5.6. CUPTI PC Sampling API

Functions, types, and enums that implement the CUPTI PC Sampling API.

Data Structures

Macros

Enumerations

Functions

Typedefs

5.6.1. Macros

CUPTI_STALL_REASON_STRING_SIZE
CUpti_GetCubinCrcParamsSize
CUpti_GetSassToSourceCorrelationParamsSize
CUpti_PCSamplingConfigurationInfoParamsSize
CUpti_PCSamplingDisableParamsSize
CUpti_PCSamplingEnableParamsSize
CUpti_PCSamplingGetDataParamsSize
CUpti_PCSamplingGetNumStallReasonsParamsSize
CUpti_PCSamplingGetStallReasonsParamsSize
CUpti_PCSamplingStartParamsSize
CUpti_PCSamplingStopParamsSize

5.6.2. Enumerations

enum CUpti_PCSamplingCollectionMode

PC Sampling collection mode.

Values:

enumerator CUPTI_PC_SAMPLING_COLLECTION_MODE_INVALID

INVALID Value.

enumerator CUPTI_PC_SAMPLING_COLLECTION_MODE_CONTINUOUS

Continuous mode.

Kernels are not serialized in this mode.

enumerator CUPTI_PC_SAMPLING_COLLECTION_MODE_KERNEL_SERIALIZED

Serialized mode.

Kernels are serialized in this mode.

enum CUpti_PCSamplingConfigurationAttributeType

PC Sampling configuration attributes.

PC Sampling configuration attribute types. These attributes can be read using cuptiPCSamplingGetConfigurationAttribute and can be written using cuptiPCSamplingSetConfigurationAttribute. Attributes marked [r] can only be read using cuptiPCSamplingGetConfigurationAttribute [w] can only be written using cuptiPCSamplingSetConfigurationAttribute [rw] can be read using cuptiPCSamplingGetConfigurationAttribute and written using cuptiPCSamplingSetConfigurationAttribute

Values:

enumerator CUPTI_PC_SAMPLING_CONFIGURATION_ATTR_TYPE_INVALID
enumerator CUPTI_PC_SAMPLING_CONFIGURATION_ATTR_TYPE_SAMPLING_PERIOD

[rw] Sampling period for PC Sampling.

DEFAULT - CUPTI defined value based on number of SMs Valid values for the sampling periods are between 5 to 31 both inclusive. This will set the sampling period to (2^samplingPeriod) cycles. For e.g. for sampling period = 5 to 31, cycles = 32, 64, 128,…, 2^31 Value is a uint32_t

enumerator CUPTI_PC_SAMPLING_CONFIGURATION_ATTR_TYPE_STALL_REASON

[w] Number of stall reasons to collect.

DEFAULT - All stall reasons will be collected Value is a size_t [w] Stall reasons to collect DEFAULT - All stall reasons will be collected Input value should be a pointer pointing to array of stall reason indexes containing all the stall reason indexes to collect.

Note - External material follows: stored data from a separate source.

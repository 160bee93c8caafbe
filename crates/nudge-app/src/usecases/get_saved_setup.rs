//! Saved setup lookup.
//!
//! Backs the home screen's "View/Edit Setup" affordance: decodes the last
//! completed onboarding form from storage, if any.

use std::sync::Arc;

use anyhow::{Context, Result};

use nudge_core::onboarding::OnboardingForm;
use nudge_core::ports::{PreferenceStorePort, ONBOARDING_DATA_KEY};

pub struct GetSavedSetup {
    store: Arc<dyn PreferenceStorePort>,
}

impl GetSavedSetup {
    pub fn new(store: Arc<dyn PreferenceStorePort>) -> Self {
        Self { store }
    }

    /// `None` when no completed setup has been stored yet.
    pub async fn execute(&self) -> Result<Option<OnboardingForm>> {
        let Some(json) = self.store.get(ONBOARDING_DATA_KEY).await? else {
            return Ok(None);
        };

        let form: OnboardingForm =
            serde_json::from_str(&json).context("Failed to parse onboarding data")?;
        Ok(Some(form))
    }
}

enumerator CUPTI_PC_SAMPLING_CONFIGURATION_ATTR_TYPE_SCRATCH_BUFFER_SIZE

[rw] Size of SW buffer for raw PC counter data downloaded from HW buffer DEFAULT - 1 MB, which can accommodate approximately 5500 PCs with all stall reasons Approximately it takes 16 Bytes (and some fixed size memory) to accommodate one PC with one stall reason For e.g.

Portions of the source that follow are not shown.